Implementation:Cleanlab Cleanlab Multilabel Find Label Issues
| Knowledge Sources | |
|---|---|
| Domains | Machine Learning, Data Quality, Multi-Label Classification |
| Last Updated | 2026-02-09 00:00 GMT |
Overview
The find_label_issues and find_multilabel_issues_per_class functions identify potentially mislabeled examples in multi-label classification datasets by decomposing the problem into independent binary classification subproblems per class.
Description
This module in cleanlab.multilabel_classification.filter provides two public functions:
- find_label_issues: Identifies examples where any class appears to be incorrectly annotated. It delegates to the internal _find_label_issues_multilabel function from cleanlab.filter. Returns either a boolean mask (where True indicates a label issue) or an array of indices sorted by likelihood of mislabeling. Supports a low_memory mode that uses batched label issue detection for large datasets.
- find_multilabel_issues_per_class: Provides finer-grained analysis by determining which specific classes are incorrectly annotated for each example. For each of the K classes, it constructs a binary (one-vs-rest) label vector and a complementary predicted probability matrix, then runs standard binary cleanlab.filter.find_label_issues on each subproblem. Can return boolean masks per class or ranked index lists along with per-class labels and prediction probabilities.
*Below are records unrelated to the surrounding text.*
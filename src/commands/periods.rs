// Copyright (c) 2025 Soumyadip Sarkar.
// All rights reserved.
//
// This source code is licensed under the license found in the
// LICENSE file in the root directory of this source tree.

use anyhow::Result;
use rust_decimal::Decimal;

use crate::engine::periods::{self, CreatePeriod, PeriodPatch};
use crate::models::MonthTracker;
use crate::store::Store;
use crate::utils::{fmt_money, maybe_print_json, parse_amount, parse_month, pretty_table};

pub fn handle(store: &mut Store, m: &clap::ArgMatches) -> Result<()> {
    match m.subcommand() {
        Some(("add", sub)) => add(store, sub)?,
        Some(("list", sub)) => list(store, sub)?,
        Some(("show", sub)) => show(store, sub)?,
        Some(("edit", sub)) => edit(store, sub)?,
        Some(("rm", sub)) => rm(store, sub)?,
        _ => {}
    }
    Ok(())
}

fn add(store: &mut Store, sub: &clap::ArgMatches) -> Result<()> {
    let user = sub.get_one::<String>("user").unwrap();
    let month = parse_month(sub.get_one::<String>("month").unwrap())?;
    let year = *sub.get_one::<i32>("year").unwrap();
    let budget = match sub.get_one::<String>("budget") {
        Some(s) => parse_amount(s)?,
        None => Decimal::ZERO,
    };

    let tracker = store.with_txn(|txn| {
        periods::create(
            txn,
            CreatePeriod {
                owner: user.clone(),
                month,
                year,
                budget,
            },
        )
    })?;
    println!(
        "Created {} (id {}) with {} expense(s), take-home {}/month",
        tracker.title(),
        tracker.id,
        tracker.expenses.len(),
        fmt_money(&tracker.monthly_take_home)
    );
    Ok(())
}

fn tracker_row(t: &MonthTracker) -> Vec<String> {
    vec![
        t.id.clone(),
        t.title(),
        fmt_money(&t.monthly_take_home),
        fmt_money(&t.budget),
        fmt_money(&t.total_expenses),
        fmt_money(&t.monthly_savings),
        fmt_money(&t.monthly_loan_payments),
        fmt_money(&t.monthly_cashflow),
    ]
}

const TRACKER_HEADERS: [&str; 8] = [
    "Id",
    "Period",
    "Take-home",
    "Budget",
    "Expenses",
    "Savings",
    "Loan pmts",
    "Cashflow",
];

fn list(store: &mut Store, sub: &clap::ArgMatches) -> Result<()> {
    let user = sub.get_one::<String>("user").unwrap();
    let trackers = store.with_txn(|txn| periods::list(txn, user))?;
    if maybe_print_json(sub.get_flag("json"), sub.get_flag("jsonl"), &trackers)? {
        return Ok(());
    }
    let rows = trackers.iter().map(tracker_row).collect();
    println!("{}", pretty_table(&TRACKER_HEADERS, rows));
    Ok(())
}

fn show(store: &mut Store, sub: &clap::ArgMatches) -> Result<()> {
    let user = sub.get_one::<String>("user").unwrap();
    let id = sub.get_one::<String>("id").unwrap();
    let tracker = store.with_txn(|txn| periods::get(txn, id, user))?;
    if maybe_print_json(sub.get_flag("json"), sub.get_flag("jsonl"), &tracker)? {
        return Ok(());
    }
    println!("{}", pretty_table(&TRACKER_HEADERS, vec![tracker_row(&tracker)]));
    Ok(())
}

fn edit(store: &mut Store, sub: &clap::ArgMatches) -> Result<()> {
    let user = sub.get_one::<String>("user").unwrap();
    let id = sub.get_one::<String>("id").unwrap();
    let patch = PeriodPatch {
        annual_take_home: match sub.get_one::<String>("take-home") {
            Some(s) => Some(parse_amount(s)?),
            None => None,
        },
        budget: match sub.get_one::<String>("budget") {
            Some(s) => Some(parse_amount(s)?),
            None => None,
        },
    };
    let tracker = store.with_txn(|txn| periods::update(txn, id, user, patch))?;
    println!("Updated {} ({})", tracker.title(), tracker.id);
    Ok(())
}

fn rm(store: &mut Store, sub: &clap::ArgMatches) -> Result<()> {
    let user = sub.get_one::<String>("user").unwrap();
    let id = sub.get_one::<String>("id").unwrap();
    store.with_txn(|txn| periods::delete(txn, id, user))?;
    println!("Deleted period {} and its expenses", id);
    Ok(())
}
Both functions accept a confident_joint parameter in the (K, 2, 2) one-vs-rest format, which captures the estimated joint distribution of noisy and true labels for each class independently.
Usage
Import find_label_issues when you need a single boolean mask or ranked list identifying which examples have any mislabeled class. Import find_multilabel_issues_per_class when you need to know exactly which classes are mislabeled for each example, which is useful for targeted re-annotation or for feeding into dataset summary functions.
Code Reference
Source Location
- Repository: Cleanlab
- File: cleanlab/multilabel_classification/filter.py
- Lines: 1-303
Signature
def find_label_issues(
labels: list,
pred_probs: np.ndarray,
return_indices_ranked_by: Optional[str] = None,
rank_by_kwargs={},
filter_by: str = "prune_by_noise_rate",
frac_noise: float = 1.0,
num_to_remove_per_class: Optional[List[int]] = None,
min_examples_per_class=1,
confident_joint: Optional[np.ndarray] = None,
n_jobs: Optional[int] = None,
verbose: bool = False,
low_memory: bool = False,
) -> np.ndarray
def find_multilabel_issues_per_class(
labels: list,
pred_probs: np.ndarray,
return_indices_ranked_by: Optional[str] = None,
rank_by_kwargs={},
filter_by: str = "prune_by_noise_rate",
frac_noise: float = 1.0,
num_to_remove_per_class: Optional[List[int]] = None,
min_examples_per_class=1,
confident_joint: Optional[np.ndarray] = None,
n_jobs: Optional[int] = None,
verbose: bool = False,
low_memory: bool = False,
) -> Union[np.ndarray, Tuple[List[np.ndarray], List[Any], List[np.ndarray]]]
Import
from cleanlab.multilabel_classification.filter import find_label_issues
from cleanlab.multilabel_classification.filter import find_multilabel_issues_per_class
I/O Contract
Inputs (find_label_issues)
| Name | Type | Required | Description |
|---|---|---|---|
| labels | List[List[int]] | Yes | List of noisy labels where each element is a list of class indices the example belongs to (e.g. [[1,2],[1],[0],...]).
|
| pred_probs | np.ndarray (N, K) | Yes | Model-predicted class probabilities. Columns need not sum to 1. Should ideally be out-of-sample predictions from cross-validation. |
| return_indices_ranked_by | str or None | No | If None, returns a boolean mask. Otherwise one of: 'self_confidence', 'normalized_margin', 'confidence_weighted_entropy'. Returns sorted indices. |
| rank_by_kwargs | dict | No | Extra keyword arguments for the ranking scoring function. |
| filter_by | str | No | Confident learning method for filtering: 'prune_by_noise_rate' (default), 'prune_by_class', 'both', 'confident_learning', 'predicted_neq_given', 'low_normalized_margin', 'low_self_confidence'. |
| frac_noise | float | No | Fraction of estimated label errors to return (default 1.0 = all). |
| num_to_remove_per_class | List[int] | No | Number of mislabeled examples to return per class. |
| min_examples_per_class | int | No | Minimum examples per class below which no issues are flagged (default 1). |
| confident_joint | np.ndarray (K, 2, 2) | No | One-vs-rest confident joint. Auto-computed if not provided. |
| n_jobs | int | No | Number of parallel processing threads. |
| verbose | bool | No | If True, prints multiprocessing info. |
| low_memory | bool | No | If True, uses batched detection for large datasets. |
Outputs (find_label_issues)
| Name | Type | Description |
|---|---|---|
| label_issues | np.ndarray | If return_indices_ranked_by is None: boolean mask of shape (N,) where True indicates a label issue. Otherwise: array of indices sorted by likelihood of mislabeling. |
Inputs (find_multilabel_issues_per_class)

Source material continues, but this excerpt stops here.